Булгаков. Мастер и демоны судьбы | Страница: 58

  • Georgia
  • Verdana
  • Tahoma
  • Symbol
  • Arial
16
px

Из газет узнали об убийстве генерала Келлера «при попытке бежать». И о том, как въехавшему на белом коне Петлюре подносили саблю убитого графа. И о том, как на банкете украинских самостийников Винниченко поднял бокал «за единую, неделимую Украину»…

С каждым днем сидение в музее становилось тяжелей: плохая пища, духота, отсутствие уборной, вши и к этому полная неизвестность своей судьбы и приближение большевиков с севера. И в то время, как рядовой офицер не мог подумать даже, когда он будет свободен, сильные мира ежедневно освобождались. Одни за деньги (в большинстве казенные), другие – благодаря связям. В один из дней стало известно, что сам украинский комендант музея бежал с освобожденным генералом Волховским и с 400 тысяч казенных денег. А рядовые офицеры все сидели и сидели…

Тянутся дни. Наступило 25 декабря – Рождество. Разговоры об освобождении усилились. Приходят родные – обнадеживают. Уже многих освободили.

Но в один из дней Рождества произошел эпизод, совершенно неожиданно решивший судьбу арестованных.
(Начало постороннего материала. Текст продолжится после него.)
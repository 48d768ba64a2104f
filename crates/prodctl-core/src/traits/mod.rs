//! Core trait definitions.
//!
//! These traits are the seams between entity definitions, the SQL engine,
//! and callers of the repositories.

pub mod entity;
pub mod executor;
pub mod repository;

pub use entity::Entity;
pub use executor::Executor;
pub use repository::ReadRepository;
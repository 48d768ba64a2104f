//! Statement execution seam.

use async_trait::async_trait;

use crate::config::LiteralDialect;
use crate::result::AppResult;
use crate::types::row::Row;

/// Executes complete SQL statements against the backend.
///
/// The backend does not support bound parameters, so statements arrive as
/// finished literal text. Implementations must be safe to share between
/// concurrent callers; pooling, timeouts and retries are their concern.
#[async_trait]
pub trait Executor: Send + Sync {
    /// String-literal syntax the backend expects.
    fn dialect(&self) -> LiteralDialect;

    /// Run a row-returning statement.
    async fn fetch_rows(&self, sql: &str) -> AppResult<Vec<Row>>;

    /// Run a statement returning a single non-negative count in its first column.
    async fn fetch_count(&self, sql: &str) -> AppResult<u64>;
}
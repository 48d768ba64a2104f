//! SQL engine connection pool.
//!
//! [`SqlEngine`] runs complete statements through an sqlx `Any` pool, so the
//! same code serves PostgreSQL and SQLite URLs. Statements are never given
//! bind arguments. The `Any` driver only decodes booleans, integers, floats
//! and text; columns of other backend types are cast in the select list.

use std::time::Duration;

use async_trait::async_trait;
use sqlx::any::{AnyPoolOptions, AnyRow};
use sqlx::{AnyPool, Column, Row as _, ValueRef};
use tracing::{debug, info, trace};

use prodctl_core::config::{DatabaseConfig, LiteralDialect};
use prodctl_core::error::{AppError, ErrorKind};
use prodctl_core::result::AppResult;
use prodctl_core::traits::Executor;
use prodctl_core::types::row::{Row, Value};

/// PostgreSQL SQLSTATE for a statement cancelled by `statement_timeout`.
const PG_QUERY_CANCELED: &str = "57014";

/// URL schemes of the backends the engine can read from.
const SUPPORTED_SCHEMES: &[&str] = &["postgres", "postgresql", "sqlite"];

/// Shared handle to the backend connection pool.
#[derive(Debug, Clone)]
pub struct SqlEngine {
    /// The underlying sqlx connection pool.
    pool: AnyPool,
    /// Literal syntax of the backend.
    dialect: LiteralDialect,
}

impl SqlEngine {
    /// Create a new engine from configuration.
    pub async fn connect(config: &DatabaseConfig) -> Result<Self, AppError> {
        check_scheme(&config.url)?;
        sqlx::any::install_default_drivers();

        info!(
            url = %mask_password(&config.url),
            max_connections = config.max_connections,
            min_connections = config.min_connections,
            dialect = ?config.dialect,
            "Connecting to SQL engine"
        );

        let pool = AnyPoolOptions::new()
            .max_connections(config.max_connections)
            .min_connections(config.min_connections)
            .acquire_timeout(Duration::from_secs(config.connect_timeout_seconds))
            .idle_timeout(Duration::from_secs(config.idle_timeout_seconds))
            .connect(&config.url)
            .await
            .map_err(|e| map_sqlx_error("Failed to connect to SQL engine", e))?;

        info!("Successfully connected to SQL engine");
        Ok(Self {
            pool,
            dialect: config.dialect,
        })
    }

    /// Wrap an existing pool.
    pub fn from_pool(pool: AnyPool, dialect: LiteralDialect) -> Self {
        Self { pool, dialect }
    }

    /// Return a reference to the underlying sqlx pool.
    pub fn pool(&self) -> &AnyPool {
        &self.pool
    }

    /// Check backend connectivity.
    pub async fn health_check(&self) -> Result<bool, AppError> {
        self.fetch_count("SELECT 1").await.map(|v| v == 1)
    }

    /// Close all connections in the pool.
    pub async fn close(&self) {
        self.pool.close().await;
        info!("SQL engine pool closed");
    }
}

#[async_trait]
impl Executor for SqlEngine {
    fn dialect(&self) -> LiteralDialect {
        self.dialect
    }

    async fn fetch_rows(&self, sql: &str) -> AppResult<Vec<Row>> {
        debug!(statement_len = sql.len(), "Executing select");
        trace!(sql, "Statement text");

        let rows = sqlx::query(sql)
            .fetch_all(&self.pool)
            .await
            .map_err(|e| map_sqlx_error("Select failed", e))?;

        rows.iter().map(convert_row).collect()
    }

    async fn fetch_count(&self, sql: &str) -> AppResult<u64> {
        debug!(statement_len = sql.len(), "Executing count");
        trace!(sql, "Statement text");

        let row = sqlx::query(sql)
            .fetch_one(&self.pool)
            .await
            .map_err(|e| map_sqlx_error("Count failed", e))?;

        let count: i64 = row
            .try_get(0)
            .map_err(|e| map_sqlx_error("Count result is not an integer", e))?;

        u64::try_from(count)
            .map_err(|_| AppError::mapping(format!("Count result {count} is negative")))
    }
}

/// Convert a driver row into a driver-neutral [`Row`].
fn convert_row(row: &AnyRow) -> AppResult<Row> {
    let mut converted = Row::new();
    for (index, column) in row.columns().iter().enumerate() {
        converted.push(column.name(), decode_value(row, index)?);
    }
    Ok(converted)
}

/// Decode one column, trying each supported type in turn.
///
/// `try_get` checks type compatibility before decoding, so the first
/// successful attempt is the column's actual type.
fn decode_value(row: &AnyRow, index: usize) -> AppResult<Value> {
    let is_null = row
        .try_get_raw(index)
        .map_err(|e| map_sqlx_error("Failed to read column", e))?
        .is_null();
    if is_null {
        return Ok(Value::Null);
    }

    if let Ok(v) = row.try_get::<bool, _>(index) {
        return Ok(Value::Bool(v));
    }
    if let Ok(v) = row.try_get::<i64, _>(index) {
        return Ok(Value::Int(v));
    }
    if let Ok(v) = row.try_get::<f64, _>(index) {
        return Ok(Value::Float(v));
    }
    if let Ok(v) = row.try_get::<String, _>(index) {
        return Ok(Value::Text(v));
    }

    let name = row.columns().get(index).map(|c| c.name()).unwrap_or("?");
    Err(AppError::mapping(format!(
        "Column '{name}' has a type that cannot be decoded"
    )))
}

/// Map an sqlx error onto the data access taxonomy.
pub(crate) fn map_sqlx_error(context: &str, err: sqlx::Error) -> AppError {
    let kind = match &err {
        sqlx::Error::PoolTimedOut => ErrorKind::Timeout,
        sqlx::Error::Database(db) if db.code().as_deref() == Some(PG_QUERY_CANCELED) => {
            ErrorKind::Timeout
        }
        sqlx::Error::Database(_) => ErrorKind::MalformedStatement,
        sqlx::Error::Io(_)
        | sqlx::Error::Tls(_)
        | sqlx::Error::Protocol(_)
        | sqlx::Error::PoolClosed
        | sqlx::Error::WorkerCrashed => ErrorKind::Connection,
        sqlx::Error::Configuration(_) => ErrorKind::Configuration,
        sqlx::Error::RowNotFound
        | sqlx::Error::TypeNotFound { .. }
        | sqlx::Error::ColumnIndexOutOfBounds { .. }
        | sqlx::Error::ColumnNotFound(_)
        | sqlx::Error::ColumnDecode { .. }
        | sqlx::Error::Decode(_)
        | sqlx::Error::AnyDriverError(_) => ErrorKind::Mapping,
        _ => ErrorKind::Internal,
    };
    AppError::with_source(kind, format!("{context}: {err}"), err)
}

/// Reject URLs for backends whose SQL dialect the builder does not speak.
fn check_scheme(url: &str) -> Result<(), AppError> {
    let scheme = url.split(':').next().unwrap_or_default();
    if SUPPORTED_SCHEMES.contains(&scheme) {
        Ok(())
    } else {
        Err(AppError::configuration(format!(
            "Unsupported database URL scheme '{scheme}', expected one of: {}",
            SUPPORTED_SCHEMES.join(", ")
        )))
    }
}

/// Mask the password portion of a connection URL for safe logging.
fn mask_password(url: &str) -> String {
    if let Some(at_pos) = url.find('@') {
        if let Some(colon_pos) = url[..at_pos].rfind(':') {
            let scheme_end = url.find("://").map(|p| p + 3).unwrap_or(0);
            if colon_pos > scheme_end {
                return format!("{}:****@{}", &url[..colon_pos], &url[at_pos + 1..]);
            }
        }
    }
    url.to_string()
}
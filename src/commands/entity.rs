//! Read commands shared by every entity.

use std::fmt::Display;
use std::str::FromStr;

use clap::{Args, Subcommand};
use serde::Serialize;

use super::list::ListArgs;
use crate::output::{self, OutputFormat};
use prodctl_core::error::AppError;
use prodctl_core::traits::{Entity, Executor, ReadRepository};
use prodctl_database::SqlRepository;

/// Arguments for entity commands
#[derive(Debug, Args)]
pub struct EntityArgs {
    /// Entity subcommand
    #[command(subcommand)]
    pub command: EntityCommand,
}

/// Entity subcommands
#[derive(Debug, Subcommand)]
pub enum EntityCommand {
    /// List one page of records
    List(ListArgs),
    /// List every record in default order
    All,
    /// Show one record by its identifier
    Get {
        /// Record identifier
        id: String,
    },
    /// Count records, optionally matching a search text
    Count {
        /// Case-insensitive text to search for
        #[arg(long)]
        filter: Option<String>,
    },
    /// Show the declared fields
    Fields,
}

/// Execute an entity command against its repository
pub async fn execute<E, X>(
    repo: &SqlRepository<E, X>,
    args: &EntityArgs,
    format: OutputFormat,
) -> Result<(), AppError>
where
    E: Entity + Serialize,
    E::Id: FromStr,
    <E::Id as FromStr>::Err: Display,
    X: Executor,
{
    let descriptor = E::descriptor();

    match &args.command {
        EntityCommand::List(list) => {
            let page = repo.get_page(&list.to_request(repo.limits())).await?;
            output::print_page(&page, descriptor, format)?;
        }
        EntityCommand::All => {
            let items = repo.get_all().await?;
            output::print_list(&items, descriptor, format)?;
        }
        EntityCommand::Get { id } => {
            let id = parse_id::<E>(id)?;
            let item = repo.get_by_id(&id).await?.ok_or_else(|| {
                AppError::not_found(format!("No record in {} with id '{}'", descriptor.table(), id))
            })?;
            output::print_item(&item, descriptor, format)?;
        }
        EntityCommand::Count { filter } => {
            let total = repo.count(filter.as_deref()).await?;
            match format {
                OutputFormat::Table => println!("{total}"),
                OutputFormat::Json => println!("{}", serde_json::json!({ "total": total })),
            }
        }
        EntityCommand::Fields => output::print_fields(descriptor, format)?,
    }

    Ok(())
}

fn parse_id<E>(raw: &str) -> Result<E::Id, AppError>
where
    E: Entity,
    E::Id: FromStr,
    <E::Id as FromStr>::Err: Display,
{
    raw.parse()
        .map_err(|e| AppError::validation(format!("Invalid identifier '{raw}': {e}")))
}
//! Product entities.

pub mod model;

pub use model::Product;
…Было часов 11 ночи. Большие комнаты застланы людьми. Все укладываются спать на свои шинели, многие заняты обычным делом: сидят полуголые, рассматривают рубахи, кальсоны – бьют вшей. Многие заснули.
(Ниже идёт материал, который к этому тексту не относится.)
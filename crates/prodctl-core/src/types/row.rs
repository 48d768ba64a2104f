//! Driver-neutral result rows.
//!
//! Executors convert whatever their driver returns into [`Row`]s, and each
//! entity decodes itself from a row with the typed accessors below.

use std::fmt;

use chrono::NaiveDate;
use serde::Serialize;
use uuid::Uuid;

use crate::error::AppError;
use crate::result::AppResult;

/// A single column value.
#[derive(Debug, Clone, PartialEq, Serialize)]
#[serde(untagged)]
pub enum Value {
    /// SQL `NULL`.
    Null,
    /// Boolean.
    Bool(bool),
    /// Any integer width.
    Int(i64),
    /// Any floating-point width.
    Float(f64),
    /// Text, including dates and UUIDs rendered as text by the backend.
    Text(String),
}

impl Value {
    /// Short name of the variant for error messages.
    pub fn type_name(&self) -> &'static str {
        match self {
            Self::Null => "null",
            Self::Bool(_) => "bool",
            Self::Int(_) => "int",
            Self::Float(_) => "float",
            Self::Text(_) => "text",
        }
    }

    /// Whether the value is `NULL`.
    pub fn is_null(&self) -> bool {
        matches!(self, Self::Null)
    }
}

impl fmt::Display for Value {
    fn fmt(&self, f: &mut fmt::Formatter<'_>) -> fmt::Result {
        match self {
            Self::Null => write!(f, "NULL"),
            Self::Bool(b) => write!(f, "{b}"),
            Self::Int(i) => write!(f, "{i}"),
            Self::Float(x) => write!(f, "{x}"),
            Self::Text(s) => write!(f, "{s}"),
        }
    }
}

impl From<bool> for Value {
    fn from(v: bool) -> Self {
        Self::Bool(v)
    }
}

impl From<i32> for Value {
    fn from(v: i32) -> Self {
        Self::Int(v.into())
    }
}

impl From<i64> for Value {
    fn from(v: i64) -> Self {
        Self::Int(v)
    }
}

impl From<f64> for Value {
    fn from(v: f64) -> Self {
        Self::Float(v)
    }
}

impl From<&str> for Value {
    fn from(v: &str) -> Self {
        Self::Text(v.to_string())
    }
}

impl From<String> for Value {
    fn from(v: String) -> Self {
        Self::Text(v)
    }
}

impl<T: Into<Value>> From<Option<T>> for Value {
    fn from(v: Option<T>) -> Self {
        v.map_or(Self::Null, Into::into)
    }
}

/// An ordered set of named column values.
#[derive(Debug, Clone, Default, PartialEq, Serialize)]
pub struct Row {
    columns: Vec<(String, Value)>,
}

impl Row {
    /// Create an empty row.
    pub fn new() -> Self {
        Self::default()
    }

    /// Append a column, builder style.
    pub fn with(mut self, name: impl Into<String>, value: impl Into<Value>) -> Self {
        self.push(name, value);
        self
    }

    /// Append a column.
    pub fn push(&mut self, name: impl Into<String>, value: impl Into<Value>) {
        self.columns.push((name.into(), value.into()));
    }

    /// Number of columns.
    pub fn len(&self) -> usize {
        self.columns.len()
    }

    /// Whether the row has no columns.
    pub fn is_empty(&self) -> bool {
        self.columns.is_empty()
    }

    /// Iterate over `(name, value)` pairs in column order.
    pub fn columns(&self) -> impl Iterator<Item = (&str, &Value)> {
        self.columns.iter().map(|(n, v)| (n.as_str(), v))
    }

    /// Look up a column, exact name first, then ASCII case-insensitively.
    ///
    /// Some backends fold unquoted aliases to upper or lower case.
    pub fn get(&self, name: &str) -> Option<&Value> {
        self.columns
            .iter()
            .find(|(n, _)| n == name)
            .or_else(|| self.columns.iter().find(|(n, _)| n.eq_ignore_ascii_case(name)))
            .map(|(_, v)| v)
    }

    /// Required text column.
    pub fn text(&self, name: &str) -> AppResult<String> {
        required(name, self.opt_text(name)?)
    }

    /// Nullable text column.
    pub fn opt_text(&self, name: &str) -> AppResult<Option<String>> {
        self.decode(name, "text", |v| match v {
            Value::Text(s) => Some(s.clone()),
            _ => None,
        })
    }

    /// Required integer column.
    pub fn int(&self, name: &str) -> AppResult<i64> {
        required(name, self.opt_int(name)?)
    }

    /// Nullable integer column.
    pub fn opt_int(&self, name: &str) -> AppResult<Option<i64>> {
        self.decode(name, "int", |v| match v {
            Value::Int(i) => Some(*i),
            _ => None,
        })
    }

    /// Required float column. Integers widen.
    pub fn float(&self, name: &str) -> AppResult<f64> {
        required(name, self.opt_float(name)?)
    }

    /// Nullable float column. Integers widen.
    pub fn opt_float(&self, name: &str) -> AppResult<Option<f64>> {
        self.decode(name, "float", |v| match v {
            Value::Float(x) => Some(*x),
            Value::Int(i) => Some(*i as f64),
            _ => None,
        })
    }

    /// Required boolean column. Accepts integer `0`/`1`.
    pub fn bool(&self, name: &str) -> AppResult<bool> {
        required(name, self.opt_bool(name)?)
    }

    /// Nullable boolean column. Accepts integer `0`/`1`.
    pub fn opt_bool(&self, name: &str) -> AppResult<Option<bool>> {
        self.decode(name, "bool", |v| match v {
            Value::Bool(b) => Some(*b),
            Value::Int(0) => Some(false),
            Value::Int(1) => Some(true),
            _ => None,
        })
    }

    /// Required UUID column, stored as text.
    pub fn uuid(&self, name: &str) -> AppResult<Uuid> {
        required(name, self.opt_uuid(name)?)
    }

    /// Nullable UUID column, stored as text.
    pub fn opt_uuid(&self, name: &str) -> AppResult<Option<Uuid>> {
        self.decode(name, "uuid", |v| match v {
            Value::Text(s) => Uuid::parse_str(s).ok(),
            _ => None,
        })
    }

    /// Required date column, stored as `YYYY-MM-DD` text.
    pub fn date(&self, name: &str) -> AppResult<NaiveDate> {
        required(name, self.opt_date(name)?)
    }

    /// Nullable date column. A trailing time component is ignored.
    pub fn opt_date(&self, name: &str) -> AppResult<Option<NaiveDate>> {
        self.decode(name, "date", |v| match v {
            Value::Text(s) => {
                let date_part = s.get(..10).unwrap_or(s.as_str());
                NaiveDate::parse_from_str(date_part, "%Y-%m-%d").ok()
            }
            _ => None,
        })
    }

    fn decode<T>(
        &self,
        name: &str,
        expected: &str,
        convert: impl Fn(&Value) -> Option<T>,
    ) -> AppResult<Option<T>> {
        let value = self
            .get(name)
            .ok_or_else(|| AppError::mapping(format!("Column '{name}' missing from result row")))?;

        if value.is_null() {
            return Ok(None);
        }

        convert(value).map(Some).ok_or_else(|| {
            AppError::mapping(format!(
                "Column '{name}' holds {} value '{value}', expected {expected}",
                value.type_name()
            ))
        })
    }
}

fn required<T>(name: &str, value: Option<T>) -> AppResult<T> {
    value.ok_or_else(|| AppError::mapping(format!("Column '{name}' is NULL but required")))
}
Я, сжатый с обеих сторон другими, задремал. Но вдруг вскочил от невероятного треска, взрыва. Показалось, что падают стены, рушится здание… Вылетели, дребезжа, окна. И тут же раздался дикий крик сотен голосов. Люди вскочили с мест, бросились, побежали к дверям по лежащим. Страшный крик не прекращается. «Из пушек по нас стреляют!» – кричит кто-то. «Господа, спокойно! Это взрыв!» – доносятся голоса среди общего шума… Бежать, конечно, некуда. Но все ждут второго удара и метнулись, сами не зная куда.

В отворенные двери нашей комнаты стали входить окровавленные раненые. Забегали сестры.

В соседнем круглом зале громадный купол из толстого стекла рухнул вниз – на лежащих. Стекла падали с такой силой, что пробивали насквозь стулья. Здесь стоны, крики, паника отчаянная. Раненые с окровавленными лицами, руками, одеждой толпятся, выбегая из комнаты. Есть тяжелораненые.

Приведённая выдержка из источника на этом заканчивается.